Isolation of Hydrolyzable Tannins from Castanea sativa Using Centrifugal Partition Chromatography.

Castanea sativa wood is a rich source of hydrolyzable tannins, known for their diverse bioactivities. To investigate these bioactive properties further, it is crucial to isolate and characterize hydrophilic compounds effectively. To address this issue, we developed a centrifugal partition chromatography (CPC) method and applied it to an aqueous C. sativa wood extract.

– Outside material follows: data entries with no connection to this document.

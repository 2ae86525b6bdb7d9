#![allow(clippy::unwrap_used, clippy::expect_used)]

use super::*;

fn raw(token: Option<&str>, repo: Option<&str>, issue: Option<&str>) -> RawConfig {
    RawConfig {
        token: token.map(ToOwned::to_owned),
        repo: repo.map(ToOwned::to_owned),
        issue: issue.map(ToOwned::to_owned),
        ..RawConfig::default()
    }
}

// --- required settings ---

#[test]
fn complete_settings_validate() {
    let cfg = Config::from_raw(raw(Some("ghp_x"), Some("octo/tracker"), Some("42"))).unwrap();
    assert_eq!(cfg.token, "ghp_x");
    assert_eq!(cfg.owner, "octo");
    assert_eq!(cfg.name, "tracker");
    assert_eq!(cfg.issue, 42);
    assert_eq!(cfg.api_url, DEFAULT_API_URL);
    assert_eq!(cfg.output, PathBuf::from(DEFAULT_OUTPUT));
    assert_eq!(cfg.days, 14);
    assert_eq!(cfg.repo_slug(), "octo/tracker");
}

#[test]
fn all_missing_settings_reported_together() {
    let err = Config::from_raw(raw(None, None, None)).unwrap_err();
    assert_eq!(
        err,
        ConfigError::Missing(vec!["GH_TOKEN", "REPO_NAME", "ISSUE_NUMBER"])
    );
    let msg = err.to_string();
    assert!(msg.contains("GH_TOKEN, REPO_NAME, ISSUE_NUMBER"), "{msg}");
}

#[test]
fn blank_value_counts_as_missing() {
    let err = Config::from_raw(raw(Some("  "), Some("octo/tracker"), Some("1"))).unwrap_err();
    assert_eq!(err, ConfigError::Missing(vec!["GH_TOKEN"]));
}

// --- repository ---

#[test]
fn repo_without_slash_is_rejected() {
    let err = Config::from_raw(raw(Some("t"), Some("tracker"), Some("1"))).unwrap_err();
    assert_eq!(err, ConfigError::InvalidRepo("tracker".to_string()));
}

#[test]
fn repo_with_empty_half_is_rejected() {
    for repo in ["/tracker", "octo/", "octo/tracker/extra"] {
        let err = Config::from_raw(raw(Some("t"), Some(repo), Some("1"))).unwrap_err();
        assert!(matches!(err, ConfigError::InvalidRepo(_)), "{repo}: {err:?}");
    }
}

// --- issue ---

#[test]
fn issue_accepts_hash_prefix() {
    let cfg = Config::from_raw(raw(Some("t"), Some("o/r"), Some("#7"))).unwrap();
    assert_eq!(cfg.issue, 7);
}

#[test]
fn issue_must_be_positive_integer() {
    for issue in ["0", "-3", "abc", "1.5"] {
        let err = Config::from_raw(raw(Some("t"), Some("o/r"), Some(issue))).unwrap_err();
        assert_eq!(err, ConfigError::InvalidIssue(issue.to_string()));
    }
}

// --- optional settings ---

#[test]
fn zero_days_is_rejected() {
    let mut settings = raw(Some("t"), Some("o/r"), Some("1"));
    settings.days = 0;
    assert_eq!(Config::from_raw(settings).unwrap_err(), ConfigError::InvalidDays);
}

#[test]
fn api_url_trailing_slash_is_trimmed() {
    let mut settings = raw(Some("t"), Some("o/r"), Some("1"));
    settings.api_url = "https://ghe.example.com/api/v3/".to_string();
    let cfg = Config::from_raw(settings).unwrap();
    assert_eq!(cfg.api_url, "https://ghe.example.com/api/v3");
}

#[test]
fn debug_redacts_token() {
    let cfg = Config::from_raw(raw(Some("ghp_secret"), Some("o/r"), Some("1"))).unwrap();
    let debug = format!("{cfg:?}");
    assert!(!debug.contains("ghp_secret"), "{debug}");
    assert!(debug.contains("<redacted>"));
}
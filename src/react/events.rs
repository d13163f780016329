//! 运行过程事件：供 CLI / 上层服务展示迭代、工具调用、观察与终止

use serde::Serialize;

/// 单步过程事件（可序列化为 JSON）
#[derive(Debug, Clone, PartialEq, Serialize)]
#[serde(tag = "type", rename_all = "snake_case")]
pub enum AgentEvent {
    /// 第几轮迭代（从 1 开始）
    Iteration { iteration: usize, max_iterations: usize },
    ToolCall {
        tool: String,
        args: serde_json::Value,
    },
    /// 工具返回（预览，避免过长）
    Observation { tool: String, ok: bool, preview: String },
    /// 本次写入后 Run State 中的文件数
    FilesWritten { total: usize },
    /// 错误恢复：格式错误等被转为下一轮的提示
    Recovery { detail: String },
    /// 检测到完成标记
    Completed { iterations: usize },
    /// 达到迭代上限仍未完成
    IterationCeiling { iterations: usize },
}

pub(crate) fn send_event(
    tx: Option<&tokio::sync::mpsc::UnboundedSender<AgentEvent>>,
    event: AgentEvent,
) {
    if let Some(tx) = tx {
        let _ = tx.send(event);
    }
}

/// 截断到 `max` 个字符
pub(crate) fn preview(text: &str, max: usize) -> String {
    if text.chars().count() > max {
        format!("{}...", text.chars().take(max).collect::<String>())
    } else {
        text.to_string()
    }
}
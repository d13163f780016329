//! 沙箱层：隔离执行环境的能力接口与本地目录实现
//!
//! 每次运行只创建一个沙箱；工具每次调用按 id 重新连接（connect），而不是重建环境。

pub mod local;
pub mod traits;

pub use local::LocalSandboxProvider;
pub use traits::{CommandBuffers, CommandOutput, Sandbox, SandboxError, SandboxProvider};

We determined the partition coefficients (KD) of the six major compounds using four butanol-/water-based biphasic solvent systems. Initially, we utilized the n-butanol/propanol/water (3:1:4, v/v/v) systems for the first fractionation step. Subsequently, we employed the water/methyl tert-butyl ether/butanol/acetone (8:5:3:4, v/v/v/v) system to fractionate moderately and highly hydrophilic fractions. We calculated the KD values for major compounds of the most hydrophilic fractions using the butanol/ethanol/water (4:1:5, v/v/v) and butanol/isopropanol/water (2:1:3, v/v/v) systems. In total, we isolated 23 compounds through a combination of CPC, size exclusion chromatography, and preparative HPLC. Among these compounds, six have never been previously described. We characterized them by 1D and 2D NMR experiments and high-resolution mass spectroscopy acquisitions.